Metadata is another type of data that can be collected to be processed for image informatics systems [11,12]. This includes information embedded computationally into data, for example dose reports encoded in the header of images . The physical nature of pixels, such as resolution and aspect ratio, geolocation, as well as the equipment and techniques for image pre-processing and generation are additional information that can be acquired .
Metadata of the pixels can be mathematically extracted as quantitative descriptors termed “agnostic” features , which can be analysed statistically in several ways using imaging informatics . Some statistical analyses can include first-order statistics, such as the histogram-based methods to find mean, median, mode values, second-order statistics concerned with the “texture” of images and higher-order statistics to extract patterns in data .
Other quantitative information, such as measurements, calculations and regions of features extracted from images can also be used for statistical analysis . Imaging resources usage patterns can also be included in big data solutions, such as to improve departmental efficiency [1,2,13]. Internet and social media data is another form of data that has gained momentum for informatics solutions [6,13-16]. This demonstrates the large array of types of data that can be used in imaging informatics solutions.
There are a few overarching themes and concepts that are relevant to the use of big data in imaging informatics.
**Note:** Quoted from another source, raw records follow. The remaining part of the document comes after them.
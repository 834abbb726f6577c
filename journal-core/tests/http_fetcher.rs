#![cfg(not(target_arch = "wasm32"))]

use journal_core::{
    BubbleLoader, DetailsFetcher, EventRef, FetchError, HttpFetcher, LoaderConfig, MemoryBubble,
    DEFAULT_PLACEHOLDER,
};
use tokio::io::{AsyncReadExt, AsyncWriteExt};
use tokio::net::TcpListener;
use tokio::task::JoinHandle;

/// Máy chủ một lần: trả `response` cho kết nối đầu tiên và trả lại request nhận được.
async fn serve_once(response: &'static str) -> (String, JoinHandle<String>) {
    let listener = TcpListener::bind("127.0.0.1:0")
        .await
        .expect("Không bind được cổng");
    let addr = listener.local_addr().expect("Không có địa chỉ");

    let handle = tokio::spawn(async move {
        let (mut socket, _) = listener.accept().await.expect("Không accept được");
        let mut request = Vec::new();
        let mut buf = [0u8; 1024];
        while !request.windows(4).any(|w| w == b"\r\n\r\n") {
            let read = socket.read(&mut buf).await.expect("Không đọc được request");
            if read == 0 {
                break;
            }
            request.extend_from_slice(&buf[..read]);
        }
        socket
            .write_all(response.as_bytes())
            .await
            .expect("Không ghi được response");
        socket.shutdown().await.ok();
        String::from_utf8_lossy(&request).into_owned()
    });

    (format!("http://{addr}/"), handle)
}

#[tokio::test]
async fn fetches_html_fragment() {
    let (base, server) = serve_once(
        "HTTP/1.1 200 OK\r\nContent-Type: text/html\r\nContent-Length: 9\r\nConnection: close\r\n\r\n<p>hi</p>",
    )
    .await;

    let loader = BubbleLoader::new(
        LoaderConfig::new(base).expect("config hợp lệ"),
        HttpFetcher::new(),
    );
    let bubble = MemoryBubble::new();

    loader
        .fill_bubble(&bubble, &EventRef::new("Post", 42u64))
        .await
        .expect("tải thành công");

    assert_eq!(bubble.content(), "<p>hi</p>");

    let request = server.await.expect("server lỗi").to_lowercase();
    assert!(request.starts_with("get /details/post/42/ http/1.1"));
    assert!(request.contains("accept: text/html"));
}

#[tokio::test]
async fn non_success_status_is_an_error() {
    let (base, server) = serve_once(
        "HTTP/1.1 404 Not Found\r\nContent-Length: 0\r\nConnection: close\r\n\r\n",
    )
    .await;

    let result = HttpFetcher::new()
        .fetch_html(&format!("{base}details/Post/404/"))
        .await;

    assert_eq!(result, Err(FetchError::Status(404)));
    server.await.expect("server lỗi");
}

#[tokio::test]
async fn unreachable_server_renders_placeholder() {
    let listener = TcpListener::bind("127.0.0.1:0")
        .await
        .expect("Không bind được cổng");
    let addr = listener.local_addr().expect("Không có địa chỉ");
    drop(listener);

    let loader = BubbleLoader::new(
        LoaderConfig::new(format!("http://{addr}/")).expect("config hợp lệ"),
        HttpFetcher::new(),
    );
    let bubble = MemoryBubble::with_content("<p>old</p>");

    let result = loader
        .fill_bubble(&bubble, &EventRef::new("Post", 1u64))
        .await;

    assert!(matches!(
        result,
        Err(journal_core::BubbleError::Fetch {
            source: FetchError::Transport(_),
            ..
        })
    ));
    assert_eq!(bubble.content(), DEFAULT_PLACEHOLDER);
}
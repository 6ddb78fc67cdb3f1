//! Quick forecast generation — the lightweight poll shape.
//!
//! Unlike [`crate::generator`], this path ignores village and technology
//! inputs entirely: condition, severity, and connectivity are drawn from
//! two disjoint pools keyed only on the simulate flag, and the policy is
//! two-tier (standard vs SOS-throttled). In simulate mode the alert
//! embeds a projected impact time one to three hours out.

use chrono::Duration;
use rand::Rng;

use stormshield_common::models::QuickForecast;
use stormshield_common::policy;

use crate::clock::{Clock, SystemClock};

const CALM_CONDITIONS: &[&str] = &["Clear Skies", "Sunny", "Partly Cloudy", "Light Breeze"];
const DISASTER_CONDITIONS: &[&str] = &["Blizzard", "Cloudburst", "Flash Flood", "Whiteout"];

/// Generate a quick forecast using the system clock and the thread-local
/// random source.
pub fn quick_forecast(simulate: bool) -> QuickForecast {
    quick_forecast_with(simulate, &mut rand::rng(), &SystemClock)
}

/// Generate a quick forecast with an explicit random source and clock.
///
/// Simulate mode always engages the SOS protocol; nominal mode never
/// does.
pub fn quick_forecast_with(
    simulate: bool,
    rng: &mut impl Rng,
    clock: &impl Clock,
) -> QuickForecast {
    let now = clock.now();

    if simulate {
        let condition = DISASTER_CONDITIONS[rng.random_range(0..DISASTER_CONDITIONS.len())];
        let severity: u8 = rng.random_range(75..=98);
        let connectivity: u8 = rng.random_range(10..=45);
        let impact = now
            + Duration::hours(rng.random_range(1..=3))
            + Duration::minutes(rng.random_range(0..=59));

        QuickForecast {
            condition: condition.to_string(),
            severity_score: severity,
            connectivity_score: connectivity,
            is_sos_triggered: true,
            alert_message: format!(
                "🚨 {condition} expected to hit by {}. SOS protocol engaged.",
                impact.format("%H:%M")
            ),
            network_policy: policy::quick_policy(true),
            timestamp: now.format("%H:%M:%S").to_string(),
        }
    } else {
        let condition = CALM_CONDITIONS[rng.random_range(0..CALM_CONDITIONS.len())];
        let severity: u8 = rng.random_range(5..=30);
        let connectivity: u8 = rng.random_range(85..=100);

        QuickForecast {
            condition: condition.to_string(),
            severity_score: severity,
            connectivity_score: connectivity,
            is_sos_triggered: false,
            alert_message: "All Systems Nominal".to_string(),
            network_policy: policy::quick_policy(false),
            timestamp: now.format("%H:%M:%S").to_string(),
        }
    }
}

#[cfg(test)]
mod tests {
    use super::*;
    use crate::clock::FixedClock;
    use chrono::TimeZone;
    use rand::rngs::StdRng;
    use rand::SeedableRng;
    use stormshield_common::models::QosTier;

    fn fixed_clock() -> FixedClock {
        FixedClock(
            chrono::Local
                .with_ymd_and_hms(2025, 1, 15, 10, 30, 0)
                .unwrap(),
        )
    }

    #[test]
    fn simulate_always_triggers_sos() {
        for seed in 0..50 {
            let mut rng = StdRng::seed_from_u64(seed);
            let fc = quick_forecast_with(true, &mut rng, &fixed_clock());
            assert!(fc.is_sos_triggered, "seed {seed}");
            assert_eq!(fc.network_policy.status, QosTier::Critical);
            assert_eq!(fc.network_policy.bandwidth_cap, 25);
        }
    }

    #[test]
    fn nominal_never_triggers_sos() {
        for seed in 0..50 {
            let mut rng = StdRng::seed_from_u64(seed);
            let fc = quick_forecast_with(false, &mut rng, &fixed_clock());
            assert!(!fc.is_sos_triggered, "seed {seed}");
            assert_eq!(fc.network_policy.status, QosTier::Optimal);
            assert_eq!(fc.network_policy.bandwidth_cap, 100);
            assert_eq!(fc.alert_message, "All Systems Nominal");
        }
    }

    #[test]
    fn pools_are_disjoint_by_mode() {
        for seed in 0..50 {
            let mut rng = StdRng::seed_from_u64(seed);
            let sim = quick_forecast_with(true, &mut rng, &fixed_clock());
            assert!(DISASTER_CONDITIONS.contains(&sim.condition.as_str()));
            assert!(!CALM_CONDITIONS.contains(&sim.condition.as_str()));

            let mut rng = StdRng::seed_from_u64(seed);
            let calm = quick_forecast_with(false, &mut rng, &fixed_clock());
            assert!(CALM_CONDITIONS.contains(&calm.condition.as_str()));
            assert!(!DISASTER_CONDITIONS.contains(&calm.condition.as_str()));
        }
    }

    #[test]
    fn scores_stay_within_pools() {
        for seed in 0..50 {
            let mut rng = StdRng::seed_from_u64(seed);
            let sim = quick_forecast_with(true, &mut rng, &fixed_clock());
            assert!((75..=98).contains(&sim.severity_score));
            assert!((10..=45).contains(&sim.connectivity_score));

            let mut rng = StdRng::seed_from_u64(seed);
            let calm = quick_forecast_with(false, &mut rng, &fixed_clock());
            assert!((5..=30).contains(&calm.severity_score));
            assert!((85..=100).contains(&calm.connectivity_score));
        }
    }

    #[test]
    fn simulate_alert_embeds_impact_time() {
        // Impact is 1-3h plus 0-59min after a 10:30 fixed clock, so the
        // embedded HH:MM always falls in 11:30..=13:29.
        for seed in 0..50 {
            let mut rng = StdRng::seed_from_u64(seed);
            let fc = quick_forecast_with(true, &mut rng, &fixed_clock());
            assert!(fc.alert_message.contains("expected to hit by"), "seed {seed}");

            let time_part = fc
                .alert_message
                .split("expected to hit by ")
                .nth(1)
                .and_then(|rest| rest.split('.').next())
                .unwrap();
            let (hh, mm) = time_part.split_once(':').unwrap();
            let minutes: i32 = hh.parse::<i32>().unwrap() * 60 + mm.parse::<i32>().unwrap();
            assert!(
                (11 * 60 + 30..=13 * 60 + 29).contains(&minutes),
                "seed {seed}: impact {time_part}"
            );
        }
    }

    #[test]
    fn timestamp_is_wall_clock() {
        let mut rng = StdRng::seed_from_u64(1);
        let fc = quick_forecast_with(false, &mut rng, &fixed_clock());
        assert_eq!(fc.timestamp, "10:30:00");
    }
}
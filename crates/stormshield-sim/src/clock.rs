//! Wall-clock seam so tests can pin timestamps.

use chrono::{DateTime, Local};

/// Source of the current wall-clock time.
pub trait Clock {
    fn now(&self) -> DateTime<Local>;
}

/// The system wall clock.
#[derive(Debug, Clone, Copy, Default)]
pub struct SystemClock;

impl Clock for SystemClock {
    fn now(&self) -> DateTime<Local> {
        Local::now()
    }
}

/// A clock frozen at a fixed instant.
#[derive(Debug, Clone, Copy)]
pub struct FixedClock(pub DateTime<Local>);

impl Clock for FixedClock {
    fn now(&self) -> DateTime<Local> {
        self.0
    }
}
The informatics goal is to expose and collect information into a computable format, and subsequently perform tasks which are beyond human capability .
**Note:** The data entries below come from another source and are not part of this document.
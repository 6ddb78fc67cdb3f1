//! Village scenario table — fixed base weather readings per village.
//!
//! Each village carries a nominal (`real`) and a disaster (`sim`) base
//! reading. Lookup never fails: unknown village ids fall back to the
//! default entry.

/// A base weather reading: condition label plus severity (0-100).
#[derive(Debug, Clone, Copy, PartialEq, Eq)]
pub struct BaseReading {
    pub condition: &'static str,
    pub severity: u8,
}

/// Nominal and disaster base readings for one village.
#[derive(Debug, Clone, Copy)]
pub struct VillageScenario {
    pub village_id: &'static str,
    pub real: BaseReading,
    pub sim: BaseReading,
}

/// Fallback village for unknown ids.
pub const DEFAULT_VILLAGE: &str = "chitkul";

/// The fixed scenario table. The first entry is the fallback.
pub const SCENARIOS: &[VillageScenario] = &[
    VillageScenario {
        village_id: "chitkul",
        real: BaseReading {
            condition: "Clear",
            severity: 10,
        },
        sim: BaseReading {
            condition: "Blizzard",
            severity: 90,
        },
    },
    VillageScenario {
        village_id: "kalpa",
        real: BaseReading {
            condition: "Cloudy",
            severity: 30,
        },
        sim: BaseReading {
            condition: "High Winds",
            severity: 75,
        },
    },
    VillageScenario {
        village_id: "langza",
        real: BaseReading {
            condition: "Sunny",
            severity: 0,
        },
        sim: BaseReading {
            condition: "Storm",
            severity: 60,
        },
    },
];

/// Look up a village's scenario entry, falling back to the default
/// entry for unknown ids. Never fails.
pub fn lookup(village_id: &str) -> &'static VillageScenario {
    SCENARIOS
        .iter()
        .find(|s| s.village_id == village_id)
        .unwrap_or_else(|| {
            tracing::debug!(village = %village_id, "unknown village, using default scenario");
            &SCENARIOS[0]
        })
}

/// Dramatized condition pool for a base condition, used in simulate
/// mode. Three categories: blizzard-like, wind-like, and storm-like
/// (the catch-all).
pub fn dramatized_pool(base_condition: &str) -> &'static [&'static str] {
    match base_condition {
        "Blizzard" => &[
            "Heavy Snow",
            "Whiteout",
            "Blizzard",
            "Gale Winds",
            "Avalanche Alert",
        ],
        "High Winds" => &[
            "Severe Gales",
            "Storm Surge",
            "Tornado Warning",
            "High Winds",
        ],
        _ => &["Storm", "Severe Storm", "Lightning Storm", "Hailstorm"],
    }
}
//! Attack definitions - damage rolls, sub-hits, and carried applicators

use crate::effect::EffectApplicator;
use crate::rng::CombatRng;
use serde::{Deserialize, Serialize};

/// How one damage-roll entry produces a value
#[derive(Debug, Clone, PartialEq, Serialize, Deserialize)]
#[serde(rename_all = "snake_case")]
pub enum DamageRollKind {
    /// A fixed percentage of the attacker's max hit
    MaxHitPercent { percent: f64 },
    /// A uniform roll between two percentages of the attacker's max hit
    RandomPercent { min_percent: f64, max_percent: f64 },
    /// The attacker's normal damage range: uniform in [min_hit, max_hit]
    Normal,
    /// A flat amount, scaled by number_multiplier
    Flat { amount: f64 },
    /// A percentage of the target's current hitpoints
    TargetCurrentHpPercent { percent: f64 },
}

/// One weighted entry in an attack's damage-roll list
#[derive(Debug, Clone, PartialEq, Serialize, Deserialize)]
pub struct DamageRoll {
    pub kind: DamageRollKind,
    #[serde(default = "default_weight")]
    pub weight: u32,
    /// Restricts this entry to one sub-hit index (0-based); `None` applies
    /// to every sub-hit
    #[serde(default)]
    pub hit_index: Option<u32>,
}

fn default_weight() -> u32 {
    1
}

impl DamageRoll {
    pub fn normal() -> Self {
        DamageRoll {
            kind: DamageRollKind::Normal,
            weight: 1,
            hit_index: None,
        }
    }
}

/// Gate that extends an attack's sub-hit count from an effect parameter on
/// the target; the gating effect is consumed when the sequence ends
#[derive(Debug, Clone, PartialEq, Serialize, Deserialize)]
pub struct ConsumesEffect {
    pub effect_id: String,
    /// Named parameter read from the active effect: extra sub-hits
    pub param: String,
}

/// Content definition of one attack
#[derive(Debug, Clone, Serialize, Deserialize)]
pub struct AttackDef {
    pub id: String,
    pub name: String,
    /// Number of sub-hits
    #[serde(default = "default_attack_count")]
    pub attack_count: u32,
    #[serde(default)]
    pub damage: Vec<DamageRoll>,
    #[serde(default)]
    pub prehit_effects: Vec<EffectApplicator>,
    #[serde(default)]
    pub onhit_effects: Vec<EffectApplicator>,
    #[serde(default)]
    pub cant_miss: bool,
    /// Minimum accuracy for `cant_miss` to take effect
    #[serde(default)]
    pub min_accuracy: f64,
    #[serde(default)]
    pub is_dragonbreath: bool,
    #[serde(default)]
    pub consumes_effect: Option<ConsumesEffect>,
}

fn default_attack_count() -> u32 {
    1
}

/// Inputs for evaluating a damage roll
#[derive(Debug, Clone, Copy)]
pub struct DamageRollInputs {
    pub min_hit: f64,
    pub max_hit: f64,
    pub target_current_hp: f64,
    pub number_multiplier: f64,
}

impl AttackDef {
    /// Plain single-hit attack rolling the normal damage range
    pub fn normal(id: impl Into<String>, name: impl Into<String>) -> Self {
        AttackDef {
            id: id.into(),
            name: name.into(),
            attack_count: 1,
            damage: vec![DamageRoll::normal()],
            prehit_effects: Vec::new(),
            onhit_effects: Vec::new(),
            cant_miss: false,
            min_accuracy: 0.0,
            is_dragonbreath: false,
            consumes_effect: None,
        }
    }

    /// Reduce the weighted damage-roll list to a single value for one
    /// sub-hit: filter by hit index, pick one entry by weight, evaluate it.
    ///
    /// An attack with no applicable entry deals nothing.
    pub fn roll_damage(
        &self,
        hit_index: u32,
        inputs: &DamageRollInputs,
        rng: &mut dyn CombatRng,
    ) -> f64 {
        let applicable: Vec<&DamageRoll> = self
            .damage
            .iter()
            .filter(|r| r.hit_index.is_none() || r.hit_index == Some(hit_index))
            .collect();
        if applicable.is_empty() {
            return 0.0;
        }

        let total_weight: u32 = applicable.iter().map(|r| r.weight).sum();
        let mut pick = rng.roll_integer(0, total_weight as i64 - 1);
        let mut chosen = applicable[0];
        for roll in &applicable {
            if pick < roll.weight as i64 {
                chosen = roll;
                break;
            }
            pick -= roll.weight as i64;
        }

        match &chosen.kind {
            DamageRollKind::MaxHitPercent { percent } => inputs.max_hit * percent / 100.0,
            DamageRollKind::RandomPercent {
                min_percent,
                max_percent,
            } => {
                let min = (inputs.max_hit * min_percent / 100.0).floor() as i64;
                let max = (inputs.max_hit * max_percent / 100.0).floor() as i64;
                rng.roll_integer(min.min(max), min.max(max)) as f64
            }
            DamageRollKind::Normal => {
                let min = inputs.min_hit.floor() as i64;
                let max = inputs.max_hit.floor() as i64;
                rng.roll_integer(min.min(max), min.max(max)) as f64
            }
            DamageRollKind::Flat { amount } => amount * inputs.number_multiplier,
            DamageRollKind::TargetCurrentHpPercent { percent } => {
                (inputs.target_current_hp * percent / 100.0).floor()
            }
        }
    }
}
Data mining, for example, is the process of grouping similar objects into large data sets and then allowing for patterns to be identified in this data [10,12,14,17]. This process can be carried out through the use artificial intelligence, as well as machine and deep learning [9,14,18,19]. Artificial intelligence aims to create computer systems with human-like intelligence, while machine learning is a subset of artificial intelligence where large amounts of data are fed into an algorithm and the machine ‘learns’ how to perform a task. Deep learning is an additional subset, where certain information has different weights in the algorithm, in order to model high level abstractions in the data. The use of computational solutions can then help compensate for human fatigue and error, such as missing critical findings as well as doing this at a faster pace than the human observer. Another relevant note is that features of the data need to be selected or segmented in order to only use relevant information, which can be done both manually and automatically [7,10]. There must be expertise shown in the dissection of data being used in order to have meaningful data. This should involve strict evaluation of data and models before implementation into the real world .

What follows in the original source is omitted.